One of the pictures in the Chicago Tribune of 5/11/1977.

More Photo-Op

So, she made us go to a corner grocery store nearby where my father proudly paid for his first American purchase while my mother watched the transaction like a hawk.

One of the pictures in the Chicago Tribune of 5/11/1977.

The reporter photographed us at home, in the street, and in the store.

One of the pictures in the Chicago Tribune of 5/11/1977.

The pictures appeared as a full-spread in the newspaper.

For weeks, Jewish organizations and smaller media interviewed us.

Story in the Mount Sinai Hospital publication about my parents, Avram and Rakhil, the thousandth Soviet Jews in Chicago.

The photo of my mother at the airport hugging my older daughter taken by John H. White (1982 Pulitzer prize recipient) from the now-defunct Chicago Daily News appeared in the newspaper again a year later when the photographer received an award for it.

Do You Like America?

A slew of elderly descendants of emigrants from Ukraine whose parents had had the foresight to choose Ellis Island contacted us through the media. They talked about their contribution to the “Save Soviet Jews” campaign, invited us to lunch, and offered boxes with used clothing. But mostly they wanted to talk. To inquire whether we had, by chance, met their relatives in Kiev. Try to envision the life they would have lived. To share their parents’ blurry memories. And to ask “do you like America.”

In a mix of Yiddish, Russian, and, with our help, English, my parents diligently struggled to explain that Jewish was a nationality just like American. And that the absence of meat during the war did not mean having poultry available. The dead-end conversations finally brought them to the conclusion that Americans’ fairly-tale life dulled them—why else would people go to a restaurant for a simple fried egg.

Journey’s Beginning

Well, now the fairy tale was what my parents’ were born into. They resided in a private apartment double the size of their Kiev one. They bought any deficit without standing in lines, even tangerines, even strawberries in the winter. And they opened a bank account!  And they subscribed to a Yiddish-language newspaper!

My father joined a synagogue where congregants spoke Yiddish.  He was in awe of the capitalist economy, especially income tax. My mother was slowly getting used to the concept of taxes. First, she refused to pay them in stores, so I had to do it behind her back.

My parents chose to celebrate the anniversary of their immigration with no fanfare. They simply splurged on a ready-made crumb-sprinkled coffeecake and made tea in the special-occasion tea-ware that followed them from Kiev packed in window curtains.

Teaglass holder.
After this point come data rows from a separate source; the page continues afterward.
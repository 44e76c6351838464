use crate::rule::Associativity;
use crate::symbol::Symbol;

/// One symbol position within a flattened [`Production`], carrying the
/// precedence/associativity/alias it was annotated with at that position.
#[derive(Debug, Clone, PartialEq, Eq, Hash)]
pub struct ProductionStep {
    pub symbol: Symbol,
    pub precedence: i32,
    pub associativity: Option<Associativity>,
    pub alias: Option<String>,
}

impl ProductionStep {
    pub fn new(symbol: Symbol) -> Self {
        ProductionStep {
            symbol,
            precedence: 0,
            associativity: None,
            alias: None,
        }
    }

    pub fn with_precedence(mut self, precedence: i32, associativity: Option<Associativity>) -> Self {
        self.precedence = precedence;
        self.associativity = associativity;
        self
    }

    pub fn with_alias(mut self, alias: String) -> Self {
        self.alias = Some(alias);
        self
    }
}

/// A single right-hand side alternative, flattened from the `Seq` chain of
/// a grammar rule into the step sequence an LR item walks over.
#[derive(Debug, Clone, PartialEq, Eq, Hash, Default)]
pub struct Production {
    pub steps: Vec<ProductionStep>,
}

impl Production {
    pub fn new() -> Self {
        Production { steps: Vec::new() }
    }

    pub fn len(&self) -> usize {
        self.steps.len()
    }

    pub fn is_empty(&self) -> bool {
        self.steps.is_empty()
    }

    pub fn get(&self, index: usize) -> Option<&ProductionStep> {
        self.steps.get(index)
    }

    pub fn push(&mut self, step: ProductionStep) {
        self.steps.push(step);
    }

    /// Precedence of the last step, used to break shift/reduce ties for a
    /// reduce action produced by this production.
    pub fn end_precedence(&self) -> Option<(i32, Option<Associativity>)> {
        self.steps
            .last()
            .map(|step| (step.precedence, step.associativity))
    }
}

#[cfg(test)]
mod tests {
    use super::*;

    #[test]
    fn empty_production_has_no_end_precedence() {
        assert_eq!(Production::new().end_precedence(), None);
    }

    #[test]
    fn end_precedence_reflects_last_step_only() {
        let mut production = Production::new();
        production.push(ProductionStep::new(Symbol::terminal(0)).with_precedence(1, None));
        production.push(
            ProductionStep::new(Symbol::terminal(1))
                .with_precedence(5, Some(Associativity::Left)),
        );
        assert_eq!(production.end_precedence(), Some((5, Some(Associativity::Left))));
    }
}
mod build;
mod first;
mod item;
mod table;

pub use build::{build_parse_table, item_set_core, merge_compatible_states, Conflict, ParseConflictError};
pub use first::{compute_first_sets, first_of_sequence, FirstSets, NullableSet};
pub use item::{
    LookaheadSet, ParseItem, ParseItemSet, ProductionHandle, AUGMENTED_PRODUCTION, AUGMENTED_VARIABLE,
};
pub use table::{ParseAction, ParseActionType, ParseState, ParseTable, ParseTableEntry, SymbolMeta};

#[cfg(test)]
mod tests {
    use super::*;
    use tablegen_ir::{Production, ProductionStep};
    use tablegen_ir::{Symbol, VariableType};
    use tablegen_prepare::SyntaxVariable;

    /// End-to-end smoke test: `s -> a s | a` over a single terminal builds a
    /// table that shifts repeatedly and accepts once input runs out.
    #[test]
    fn builds_a_table_for_simple_right_recursion() {
        let mut recursive = Production::new();
        recursive.push(ProductionStep::new(Symbol::terminal(0)));
        recursive.push(ProductionStep::new(Symbol::non_terminal(0)));
        let mut base = Production::new();
        base.push(ProductionStep::new(Symbol::terminal(0)));

        let grammar = tablegen_prepare::SyntaxGrammar {
            variables: vec![SyntaxVariable {
                name: "s".into(),
                kind: VariableType::Named,
                productions: vec![recursive, base],
            }],
            ..Default::default()
        };

        let (table, _item_sets) = build_parse_table(&grammar).expect("unambiguous grammar should build cleanly");
        assert!(table.states.len() >= 2);
        assert!(table.states[0].terminal_entries.contains_key(&Symbol::terminal(0)));
    }
}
Gift to my grandmother Polina for her 70th birthday. Engraved “To mother and grandmother from daughter and granddaughter.”

The thin glasses with faceted design around the middle sat in imitation-silver fancy-wrought glass-holders. These glasses were used for special occasions since I remembered myself. Now they were used for a without-equal special occasion.

At that tea ritual, they praised America and reminisced. They had one regret: living off American generosity they had not earned.  If only they had come at a younger age!

  • Lydia Cutler
    Posted at 18:51h, 05 May Reply

    AS usual, read and cried. Cried because my parents never knew anything but the misery of Soviet life. Cried for our own years of wasting hours on standing in those lines, as you said for “chicken and bras.” Wasting life on being not only second class citizenry, but whatever the very last class was. Trying to fit in but again and again being pushed away. So many tears…

  • bena
    Posted at 19:20h, 05 May Reply

    One consolation — we are here! And an even bigger consolation — our children are here!

    Posted at 10:54h, 04 June Reply

    Just wonderful!!

    • bena
      Posted at 11:36h, 04 June Reply

      Thank you! At the time, I didn’t realize how meaningful this experience was.